A BOLA MAGAZINE, de onde foram recuperadas para o meu livro «As palavras em Jogo» estas 30 entrevistas e uma biografia, também só vive hoje na memória afectiva de quem a guarda e nas prateleiras das hemerotecas. Há 370 anos nasceu a primeira Gazeta que dentro de meses pode dar origem a algumas efemérides. Somos os bisnetos desses obscuros redactores e somos os remadores dessa barca onde se procura vencer o pó do silêncio e alcançar a posteridade possível.
O Mundo é uma terrível fábrica de esquecimento; compete a todos e a cada um de nós fazer com que o esquecimento seja uma injustiça. Ao procurar saber mais do jornalismo de há 70 anos apareceu em O SÉCULO de 1941 uma referência a José Bento Pessoa. Pois o nosso figueirense foi em 1897 o vencedor do I Campeonato de Espanha em bicicleta disputado em Ávila na distância de 100 quilómetros que fez em 3h 42m e 31s. Ele é uma relíquia do Desporto Português. Este meu livro não aspira a tanto; pede apenas um pouco de atenção ao leitor comum e um lugar no futuro Museu do Desporto.
Hoje deu-me para o sentimento: muito antes de mim um outro autor – Celestino Gomes – juntou em livro as suas crónicas do «Diário Popular». Chama-se «Esta vida são dois dias» e vale a pena recordar aqui uma das suas crónicas pois no tempo da «Estrada de macadame» beber vinho era dar de comer a um milhão de portugueses:
«O desdém votado àquele que, porque teve dinheiro para gastar, se divertiu regaladamente a bebê-lo e paira, por isso, nos sete céus deliciosos da inconsciência etílica, faz encolher os ombros à maior parte: – Deixem-no lá, que está bêbado! Aquilo passa…Nada mais injusto. O problema do álcool é, primeiro que tudo, como todo o problema alimentar, um caso de educação individual ou familiar e já o classificá-lo nesta ou naquela coluna da escala social e que intervém a moral laica e a moral-pública, policial, uma injustiça extreme ao primeiro golpe de vista, pois todos sabem como o critério muda perante o que apanhou a sua carraspana espectaculosa, bulhenta ou sentimental, discursiva, chorosa ou maçadora, mas que todos presenciaram embora só em dia festivo e o que ajuda patrioticamente a dar o pão a um milhão de portugueses com o sacrifício quotidiano de uma dose de álcool capaz de rebentar o mais valente, mas que a sua capacidade a todas as provas aguenta sem solução nem alteração do equilíbrio gravitacional.

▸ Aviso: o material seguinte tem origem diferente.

use super::view_model::CategoryDetailsViewModel;
use crate::shared::icons::icon;
use contracts::domain::a001_category::Category;
use leptos::prelude::*;

#[component]
pub fn CategoryDetails(
    /// Category to edit; `None` creates a new one
    category: Option<Category>,
    on_saved: Callback<()>,
    on_cancel: Callback<()>,
) -> impl IntoView {
    let vm = CategoryDetailsViewModel::new(category.as_ref());

    view! {
        <div class="details-container category-details">
            {move || vm.error.get().map(|e| view! { <div class="error">{e}</div> })}

            <div class="details-form">
                <div class="form-group">
                    <label for="category-name">{"Name"}</label>
                    <input
                        type="text"
                        id="category-name"
                        prop:value=move || vm.form.get().name
                        on:input=move |ev| vm.set_name(event_target_value(&ev))
                        placeholder="e.g. Industrial Chemicals"
                        maxlength="100"
                    />
                    {move || vm.field_error("name").map(|e| view! { <small class="field-error">{e}</small> })}
                </div>

                <div class="form-group">
                    <label for="category-slug">{"Slug"}</label>
                    <input
                        type="text"
                        id="category-slug"
                        prop:value=move || vm.form.get().slug
                        on:input=move |ev| vm.set_slug(event_target_value(&ev))
                        placeholder="generated from the name when left empty"
                        maxlength="100"
                    />
                    {move || vm.field_error("slug").map(|e| view! { <small class="field-error">{e}</small> })}
                </div>

                <div class="form-group">
                    <label for="category-url">{"URL"}</label>
                    <input
                        type="text"
                        id="category-url"
                        prop:value=move || vm.form.get().url
                        on:input=move |ev| vm.set_url(event_target_value(&ev))
                        placeholder="/products?category=..."
                    />
                    {move || vm.field_error("url").map(|e| view! { <small class="field-error">{e}</small> })}
                </div>
            </div>

            <div class="details-actions">
                <button
                    class="button button--primary"
                    on:click=move |_| vm.save_command(on_saved)
                    disabled=move || vm.saving.get()
                >
                    {icon("save")}
                    {move || if vm.is_edit_mode() { "Save" } else { "Create" }}
                </button>
                <button class="button button--secondary" on:click=move |_| on_cancel.run(())>
                    {icon("cancel")}
                    {"Cancel"}
                </button>
            </div>
        </div>
    }
}
use crate::domain::a001_category::api;
use crate::domain::a001_category::ui::details::CategoryDetails;
use crate::shared::cache_cell::CacheCell;
use crate::shared::icons::icon;
use crate::shared::list_utils::{highlight_matches, SearchInput};
use crate::shared::modal_stack::use_modal_stack;
use crate::shared::notify::use_notifier;
use contracts::domain::a001_category::Category;
use contracts::shared::derived_view::filter_categories;
use leptos::prelude::*;
use wasm_bindgen_futures::spawn_local;

/// Admin table of categories with search, create, edit and delete
#[component]
#[allow(non_snake_case)]
pub fn CategoryList() -> impl IntoView {
    let cache = CacheCell::<Category>::new("categories");
    let search = RwSignal::new(String::new());
    let modal_stack = use_modal_stack();
    let notifier = use_notifier();

    let fetch = move || cache.load(api::fetch_categories());

    let visible = Memo::new(move |_| {
        let term = search.get();
        cache.items.with(|items| filter_categories(items, &term))
    });

    let open_details_modal = move |category: Option<Category>| {
        let title = match &category {
            Some(c) => format!("Edit category: {}", c.name),
            None => "New category".to_string(),
        };
        modal_stack.push(title, move |handle| {
            let on_saved = Callback::new(move |_| {
                handle.close();
                notifier.success("Category saved");
                fetch();
            });
            let on_cancel = Callback::new(move |_| handle.close());

            view! {
                <CategoryDetails category=category.clone() on_saved=on_saved on_cancel=on_cancel />
            }
            .into_any()
        });
    };

    let delete_category = move |category: Category| {
        let confirmed = web_sys::window()
            .and_then(|win| {
                win.confirm_with_message(&format!(
                    "Are you sure you want to delete \"{}\"?",
                    category.name
                ))
                .ok()
            })
            .unwrap_or(false);
        if !confirmed {
            return;
        }

        spawn_local(async move {
            match api::delete_category(category.id).await {
                Ok(()) => {
                    notifier.success("Category deleted successfully");
                    fetch();
                }
                Err(e) => notifier.error(format!("Failed to delete category: {}", e.user_message())),
            }
        });
    };

    fetch();

    view! {
        <div class="page">
            <div class="header">
                <div class="header__content">
                    <h1 class="header__title">{"Categories"}</h1>
                    <span class="header__count">{move || format!("{} of {}", visible.get().len(), cache.items.get().len())}</span>
                </div>
                <div class="header__actions">
                    <SearchInput
                        value=search
                        on_change=Callback::new(move |v| search.set(v))
                        placeholder="Search by name or slug..."
                    />
                    <button class="button button--primary" on:click=move |_| open_details_modal(None)>
                        {icon("plus")}
                        {"New category"}
                    </button>
                    <button class="button button--secondary" on:click=move |_| fetch() disabled=move || cache.loading.get()>
                        {icon("refresh")}
                        {"Refresh"}
                    </button>
                </div>
            </div>

            {move || cache.error_message().map(|e| view! {
                <div class="warning-box warning-box--error">
                    <span class="warning-box__icon">"⚠"</span>
                    <span class="warning-box__text">{e}</span>
                </div>
            })}

            <div class="table">
                <table class="table__data table--striped">
                    <thead class="table__head">
                        <tr>
                            <th class="table__header-cell">{"Name"}</th>
                            <th class="table__header-cell">{"Slug"}</th>
                            <th class="table__header-cell">{"URL"}</th>
                            <th class="table__header-cell table__header-cell--actions"></th>
                        </tr>
                    </thead>
                    <tbody>
                        {move || {
                            let term = search.get();
                            visible.get().into_iter().map(|row| {
                                let for_edit = row.clone();
                                let for_delete = row.clone();
                                view! {
                                    <tr class="table__row" on:click=move |_| open_details_modal(Some(for_edit.clone()))>
                                        <td class="table__cell">{highlight_matches(&row.name, &term)}</td>
                                        <td class="table__cell">{highlight_matches(&row.slug, &term)}</td>
                                        <td class="table__cell">{row.url.clone()}</td>
                                        <td class="table__cell table__cell--actions">
                                            <button
                                                class="button button--ghost"
                                                title="Delete"
                                                on:click=move |ev| {
                                                    ev.stop_propagation();
                                                    delete_category(for_delete.clone());
                                                }
                                            >
                                                {icon("delete")}
                                            </button>
                                        </td>
                                    </tr>
                                }
                            }).collect_view()
                        }}
                    </tbody>
                </table>
                <Show when=move || !cache.loading.get() && visible.get().is_empty()>
                    <div class="table__empty">{"No categories found"}</div>
                </Show>
            </div>
        </div>
    }
}
pub mod aggregate;
pub mod samples;

pub use aggregate::{Product, ProductDto};
pub use samples::sample_catalog;
pub mod aggregate;

pub use aggregate::{ContactRequest, ContactRequestDto, DEFAULT_COUNTRY_CODE};
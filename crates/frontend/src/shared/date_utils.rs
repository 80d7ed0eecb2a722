/// Utilities for date and time formatting
///
/// The API sends timestamps either as RFC 3339 (`2024-03-15T14:02:26Z`) or as a
/// zone-less local date time (`2024-03-15T14:02:26.123`).
use chrono::{DateTime, NaiveDateTime};

const DISPLAY_FORMAT: &str = "%d %b %Y, %H:%M";

/// Format an API timestamp for display; "-" when absent
///
/// Unparseable values are shown as received.
/// Example: "2024-03-15T14:02:26.123Z" -> "15 Mar 2024, 14:02"
pub fn format_created_at(raw: Option<&str>) -> String {
    let raw = match raw.map(str::trim) {
        Some(value) if !value.is_empty() => value,
        _ => return "-".to_string(),
    };

    if let Ok(dt) = DateTime::parse_from_rfc3339(raw) {
        return dt.format(DISPLAY_FORMAT).to_string();
    }
    if let Ok(dt) = NaiveDateTime::parse_from_str(raw, "%Y-%m-%dT%H:%M:%S%.f") {
        return dt.format(DISPLAY_FORMAT).to_string();
    }
    raw.to_string()
}

#[cfg(test)]
mod tests {
    use super::*;

    #[test]
    fn test_format_rfc3339() {
        assert_eq!(
            format_created_at(Some("2024-03-15T14:02:26.123Z")),
            "15 Mar 2024, 14:02"
        );
        assert_eq!(
            format_created_at(Some("2024-12-31T23:59:59+05:30")),
            "31 Dec 2024, 23:59"
        );
    }

    #[test]
    fn test_format_local_datetime() {
        assert_eq!(
            format_created_at(Some("2024-03-15T14:02:26.123456")),
            "15 Mar 2024, 14:02"
        );
        assert_eq!(format_created_at(Some("2024-03-15T14:02:26")), "15 Mar 2024, 14:02");
    }

    #[test]
    fn test_missing_or_invalid() {
        assert_eq!(format_created_at(None), "-");
        assert_eq!(format_created_at(Some("  ")), "-");
        assert_eq!(format_created_at(Some("yesterday")), "yesterday");
    }
}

Não há, ainda hoje, uma ideia segura, definida, acerca do que constitui o alcoolismo crónico, exigência de beber, problema médico-social de muito maior interesse que aquele que normalmente se lhe atribui: pouco ou nenhum.
Toda a gente sabe como este mal põe constantemente em perigo a vida individual, familiar, profissional, social, como é difícil a tais «doentinhos» tratarem se ipsum, como queria o bom do Hipócrates para descongestionar as clínicas e com uma isenção respeitabilíssima num mestre de larga clientela. O Mundo leva talvez demasiada inclinação para julgar com exagerada benevolência os deficientes morais.»